Of the world's 100 most populous cities, just over a fifth, or 22 are smoke free according to the WHO.
The report also revealed that 93 countries so far insist on smoke free hospitals.
"This is very worrisome data in that only half of the world's population is living in cities where health care facilities are smoke free," said Armando Peruga, manager of the WHO's Tobacco Free Initiative.
Overall tobacco use kills more than five million people a year largely due to cancers and heart trouble, a death toll that could rise to eight million by 2030 at the current rate, according to the report.
Some six trillion cigarettes were produced in 2007, according to the WHO.
"The tendency today is that the proportion of people smoking is going down but the absolute number is increasing," due to population growth, Peruga told journalists.

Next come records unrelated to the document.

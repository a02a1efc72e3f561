//! Grid engine: visibility, unlock and completion transitions.
//!
//! Every transition takes the current state by reference and returns a new
//! one. Callers adopt the result only on `Ok`, so a refused action leaves the
//! caller's state untouched.
use std::collections::HashSet;

use crate::error::{CompleteBlock, GameError, UnlockBlock};
use crate::position::Position;
use crate::state::{ProgressionState, TileState};
use crate::task::{RewardKind, Task};

fn push_unique(out: &mut Vec<Position>, seen: &mut HashSet<Position>, position: Position) {
    if seen.insert(position) {
        out.push(position);
    }
}

/// Positions shown to the player: unlocked tiles then their orthogonal
/// neighbours, in first-seen order. A fresh run shows only the origin.
#[must_use]
pub fn compute_visible_positions(state: &ProgressionState) -> Vec<Position> {
    if state.unlocked_tiles.is_empty() {
        return vec![Position::ORIGIN];
    }
    let mut seen = HashSet::with_capacity(state.unlocked_tiles.len() * 5);
    let mut out = Vec::with_capacity(state.unlocked_tiles.len() * 5);
    for position in state.unlocked_tiles.iter() {
        push_unique(&mut out, &mut seen, position);
    }
    for position in state.unlocked_tiles.iter() {
        for neighbor in position.neighbors() {
            push_unique(&mut out, &mut seen, neighbor);
        }
    }
    out
}

/// Visible positions plus one extra ring, so tasks exist before the player
/// can reach them.
#[must_use]
pub fn generation_frontier(state: &ProgressionState) -> Vec<Position> {
    let visible = compute_visible_positions(state);
    let mut seen: HashSet<Position> = visible.iter().copied().collect();
    let mut out = visible.clone();
    for position in &visible {
        for neighbor in position.neighbors() {
            push_unique(&mut out, &mut seen, neighbor);
        }
    }
    out
}

#[must_use]
pub fn tile_state(position: Position, state: &ProgressionState) -> TileState {
    if state.completed_tiles.contains(position) {
        TileState::Completed
    } else if state.unlocked_tiles.contains(position) {
        TileState::Unlocked
    } else {
        TileState::Locked
    }
}

fn unlock_block(position: Position, state: &ProgressionState) -> Option<UnlockBlock> {
    if state.unlocked_tiles.contains(position) {
        Some(UnlockBlock::AlreadyUnlocked)
    } else if state.keys < 1 {
        Some(UnlockBlock::NoKeys)
    } else {
        None
    }
}

/// Whether `position` may be unlocked. Adjacency is not required.
#[must_use]
pub fn can_unlock(position: Position, state: &ProgressionState) -> bool {
    unlock_block(position, state).is_none()
}

/// Spend one key to unlock the tile at `position_key`.
///
/// # Errors
///
/// Returns `InvalidPosition` for a malformed key and `CannotUnlock` when the
/// tile is already unlocked or no key is available.
pub fn unlock(position_key: &str, state: &ProgressionState) -> Result<ProgressionState, GameError> {
    let position: Position = position_key.parse()?;
    unlock_position(position, state)
}

/// Typed variant of [`unlock`].
///
/// # Errors
///
/// Returns `CannotUnlock` when the tile is already unlocked or no key is
/// available.
pub fn unlock_position(
    position: Position,
    state: &ProgressionState,
) -> Result<ProgressionState, GameError> {
    if let Some(reason) = unlock_block(position, state) {
        return Err(GameError::CannotUnlock { position, reason });
    }
    let mut next = state.clone();
    next.keys -= 1;
    next.unlocked_tiles.insert(position);
    next.visible_tiles.extend(position.neighbors());
    Ok(next)
}

/// Credit `task`'s key and gold rewards and mark the tile completed.
///
/// # Errors
///
/// Returns `InvalidPosition` for a malformed key and `CannotComplete` when the
/// tile is locked or already completed.
pub fn complete(
    position_key: &str,
    task: &Task,
    state: &ProgressionState,
) -> Result<ProgressionState, GameError> {
    let position: Position = position_key.parse()?;
    complete_position(position, task, state)
}

/// Typed variant of [`complete`].
///
/// # Errors
///
/// Returns `CannotComplete` when the tile is locked or already completed.
pub fn complete_position(
    position: Position,
    task: &Task,
    state: &ProgressionState,
) -> Result<ProgressionState, GameError> {
    let reason = match tile_state(position, state) {
        TileState::Unlocked => None,
        TileState::Locked => Some(CompleteBlock::Locked),
        TileState::Completed => Some(CompleteBlock::AlreadyCompleted),
    };
    if let Some(reason) = reason {
        return Err(GameError::CannotComplete { position, reason });
    }
    let mut next = credit(state, task);
    next.completed_tiles.insert(position);
    Ok(next)
}

/// Copy of `state` with the task's key and gold rewards added.
pub(crate) fn credit(state: &ProgressionState, task: &Task) -> ProgressionState {
    let keys = u32::try_from(task.reward_total(RewardKind::Keys)).unwrap_or(u32::MAX);
    let mut next = state.clone();
    next.keys = next.keys.saturating_add(keys);
    next.gold = next.gold.saturating_add(task.reward_total(RewardKind::Gold));
    next
}
use crate::position::Position;
use crate::providers::QuestRecord;
use crate::random::RandomSource;
use crate::rewards::QuestRewards;
use crate::task::{Requirement, Task, TaskCategory, rewards};

use super::task_id;

/// Quest task from the available records, or `None` when the player has
/// nothing left to start.
pub(super) fn generate(
    position: Position,
    records: &[QuestRecord],
    policy: &QuestRewards,
    rng: &mut dyn RandomSource,
) -> Option<Task> {
    let available: Vec<&QuestRecord> = records.iter().filter(|q| q.is_available()).collect();
    if available.is_empty() {
        return None;
    }
    let quest = available[rng.pick_index(available.len())];

    Some(Task {
        id: task_id(TaskCategory::Quest, position),
        category: TaskCategory::Quest,
        difficulty: policy.difficulty.classify(quest.quest_points),
        title: format!("Quest: {}", quest.title),
        description: format!("Complete the quest: {}", quest.title),
        requirements: vec![Requirement::Quest {
            title: quest.title.clone(),
        }],
        rewards: rewards(policy.keys, policy.gold),
    })
}
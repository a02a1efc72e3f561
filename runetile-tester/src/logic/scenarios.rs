use anyhow::{Result, ensure};

use super::simulation::{STEP_MS, SimulationPlan, SimulationSummary, UnlockStrategy};

const DAY_MS: i64 = 24 * 60 * 60 * 1_000;

/// A named simulation plan.
#[derive(Debug, Clone)]
pub struct TestScenario {
    pub name: String,
    pub plan: SimulationPlan,
}

impl TestScenario {
    #[must_use]
    pub fn simulation(name: impl Into<String>, plan: SimulationPlan) -> Self {
        Self {
            name: name.into(),
            plan,
        }
    }
}

const CATALOG: &[(&str, &str)] = &[
    ("smoke", "Short run for a low-level account, then resume it"),
    ("economy", "Buy keys whenever stuck and reconcile every balance"),
    ("daily", "Claim every daily challenge across several days"),
    ("slayer", "Record a slayer task each step and count milestones"),
    ("duplicates", "Check how often generated tasks repeat"),
    ("maxed", "Maxed account never receives skill tasks"),
    ("outage", "Resume a saved run while every provider is down"),
    ("full", "Long run with every side activity enabled"),
];

/// Scenario keys and one-line descriptions, in catalog order.
#[must_use]
pub fn list_scenarios() -> &'static [(&'static str, &'static str)] {
    CATALOG
}

fn invariants_hold(summary: &SimulationSummary) -> Result<()> {
    ensure!(
        summary.metrics.violations.is_empty(),
        "Invariant violations: {}",
        summary.metrics.violations.join("; ")
    );
    ensure!(
        summary.metrics.steps > 0,
        "{} made no progress",
        summary.player
    );
    Ok(())
}

fn ledger_balances(summary: &SimulationSummary) -> Result<()> {
    ensure!(
        summary.ledger_balances(),
        "Balances drifted: {} keys and {} gold after {} unlocks",
        summary.final_state.keys,
        summary.final_state.gold,
        summary.final_state.unlocked_tiles.len()
    );
    Ok(())
}

fn resumed_identically(summary: &SimulationSummary) -> Result<()> {
    ensure!(
        summary.resumed_identically == Some(true),
        "Saved run did not resume unchanged"
    );
    Ok(())
}

fn daily_claims_bounded(summary: &SimulationSummary) -> Result<()> {
    let metrics = &summary.metrics;
    let elapsed = i64::try_from(metrics.steps).unwrap_or(i64::MAX).saturating_mul(STEP_MS);
    let days_spanned = usize::try_from(elapsed / DAY_MS + 2).unwrap_or(usize::MAX);
    ensure!(
        metrics.dailies_claimed >= 4,
        "Only {} dailies claimed",
        metrics.dailies_claimed
    );
    ensure!(
        metrics.dailies_claimed <= 4 * days_spanned,
        "{} dailies claimed within {days_spanned} days",
        metrics.dailies_claimed
    );
    if metrics.steps > 1 {
        ensure!(
            metrics.daily_rejections > 0,
            "Repeat claims on the same day were accepted"
        );
    }
    Ok(())
}

fn slayer_milestones_match(summary: &SimulationSummary) -> Result<()> {
    let metrics = &summary.metrics;
    ensure!(
        metrics.slayer_milestones == metrics.steps / 5,
        "{} milestones after {} Konar tasks",
        metrics.slayer_milestones,
        metrics.steps
    );
    let konar = summary.roster.get("Konar");
    let pending = konar.and_then(|master| usize::try_from(master.tasks_completed).ok());
    ensure!(
        pending == Some(metrics.steps % 5),
        "Konar counter {pending:?} after {} tasks",
        metrics.steps
    );
    let expected_pct = runetile_game::numbers::percentage(metrics.steps % 5, 5);
    ensure!(
        konar.is_some_and(|master| (master.progress_pct() - expected_pct).abs() < 1e-9),
        "Konar progress {:?}% after {} tasks",
        konar.map(runetile_game::SlayerMaster::progress_pct),
        metrics.steps
    );
    Ok(())
}

fn duplicates_rare(summary: &SimulationSummary) -> Result<()> {
    let share = summary.duplicate_share();
    ensure!(
        share <= 0.25,
        "{:.1}% of generated tasks repeat an earlier tile",
        share * 100.0
    );
    Ok(())
}

fn no_skill_tasks(summary: &SimulationSummary) -> Result<()> {
    ensure!(
        summary
            .final_state
            .tile_tasks
            .values()
            .all(|task| task.skill().is_none()),
        "Maxed account received a skill task"
    );
    Ok(())
}

fn varied_categories(summary: &SimulationSummary) -> Result<()> {
    ensure!(
        summary.metrics.category_counts.len() >= 3,
        "Completed only {:?}",
        summary.metrics.category_counts
    );
    Ok(())
}

fn smoke_plan() -> SimulationPlan {
    SimulationPlan::new("Iron Novice", UnlockStrategy::Frontier)
        .with_max_steps(5)
        .with_resume(false)
        .with_expectation(invariants_hold)
        .with_expectation(resumed_identically)
}

fn economy_plan() -> SimulationPlan {
    SimulationPlan::new("Mid Main", UnlockStrategy::Richest)
        .with_max_steps(40)
        .buying_keys()
        .with_expectation(invariants_hold)
        .with_expectation(ledger_balances)
}

fn daily_plan() -> SimulationPlan {
    SimulationPlan::new("Quest Cape", UnlockStrategy::Frontier)
        .with_max_steps(24)
        .buying_keys()
        .claiming_dailies()
        .with_expectation(invariants_hold)
        .with_expectation(daily_claims_bounded)
        .with_expectation(ledger_balances)
}

fn slayer_plan() -> SimulationPlan {
    SimulationPlan::new("Lynx Titan", UnlockStrategy::Nearest)
        .with_max_steps(20)
        .buying_keys()
        .with_slayer("Konar")
        .with_expectation(invariants_hold)
        .with_expectation(slayer_milestones_match)
        .with_expectation(ledger_balances)
}

fn duplicates_plan() -> SimulationPlan {
    SimulationPlan::new("Mid Main", UnlockStrategy::Frontier)
        .with_max_steps(20)
        .buying_keys()
        .with_expectation(invariants_hold)
        .with_expectation(duplicates_rare)
}

fn maxed_plan() -> SimulationPlan {
    SimulationPlan::new("Lynx Titan", UnlockStrategy::Richest)
        .with_max_steps(15)
        .buying_keys()
        .with_expectation(invariants_hold)
        .with_expectation(no_skill_tasks)
}

fn outage_plan() -> SimulationPlan {
    SimulationPlan::new("Iron Novice", UnlockStrategy::Nearest)
        .with_max_steps(4)
        .with_resume(true)
        .with_expectation(invariants_hold)
        .with_expectation(resumed_identically)
}

fn full_plan() -> SimulationPlan {
    SimulationPlan::new("Quest Cape", UnlockStrategy::Richest)
        .with_max_steps(60)
        .buying_keys()
        .with_slayer("Vannaka")
        .claiming_dailies()
        .refreshing_stats()
        .with_resume(false)
        .with_expectation(invariants_hold)
        .with_expectation(ledger_balances)
        .with_expectation(resumed_identically)
        .with_expectation(varied_categories)
}

/// Look up a catalog scenario by key, case-insensitively.
#[must_use]
pub fn get_scenario(name: &str) -> Option<TestScenario> {
    let key = name.trim().to_lowercase();
    let plan = match key.as_str() {
        "smoke" => smoke_plan(),
        "economy" => economy_plan(),
        "daily" => daily_plan(),
        "slayer" => slayer_plan(),
        "duplicates" => duplicates_plan(),
        "maxed" => maxed_plan(),
        "outage" => outage_plan(),
        "full" => full_plan(),
        _ => return None,
    };
    Some(TestScenario::simulation(key, plan))
}

/// Expand CLI scenario names; `all` selects the whole catalog.
#[must_use]
pub fn select_scenarios(names: &[String]) -> (Vec<TestScenario>, Vec<String>) {
    let mut selected = Vec::new();
    let mut unknown = Vec::new();
    for name in names {
        if name.eq_ignore_ascii_case("all") {
            selected.extend(CATALOG.iter().filter_map(|(key, _)| get_scenario(key)));
        } else if let Some(scenario) = get_scenario(name) {
            selected.push(scenario);
        } else {
            unknown.push(name.clone());
        }
    }
    selected.dedup_by(|a, b| a.name == b.name);
    (selected, unknown)
}

#[cfg(test)]
mod tests {
    use super::*;
    use crate::logic::fixtures::TesterAssets;
    use crate::logic::simulation::GameTester;
    use std::sync::Arc;

    #[test]
    fn every_catalog_entry_resolves() {
        for (key, _) in list_scenarios() {
            let scenario = get_scenario(key).unwrap();
            assert_eq!(scenario.name, *key);
            assert!(!scenario.plan.expectations.is_empty());
        }
        assert!(get_scenario("SMOKE ").is_some());
        assert!(get_scenario("nope").is_none());
    }

    #[test]
    fn all_expands_and_unknown_names_are_reported() {
        let (selected, unknown) =
            select_scenarios(&["all".to_string(), "mystery".to_string()]);
        assert_eq!(selected.len(), list_scenarios().len());
        assert_eq!(unknown, vec!["mystery".to_string()]);
    }

    #[test]
    fn smoke_scenario_meets_its_expectations() {
        let tester = GameTester::new(Arc::new(TesterAssets::load_default().unwrap()), false);
        let scenario = get_scenario("smoke").unwrap();
        let summary = tester.run_plan(&scenario.plan, 1337).unwrap();
        for expectation in &scenario.plan.expectations {
            expectation.evaluate(&summary).unwrap();
        }
    }
}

Smoking also appears to be more popular among young women, according to the UN health agency.
"In half the world girls are smoking at the same rate as boys, which is very different from what you see in adults," said Peruga.
The 2005 WHO Framework on Convention on Tobacco Control advocates bans on tobacco advertising and sponsorship, tax increases on tobacco, explicit warnings on cigarette packs as well as laws on smoking in public places and help for those who want to quit smoking.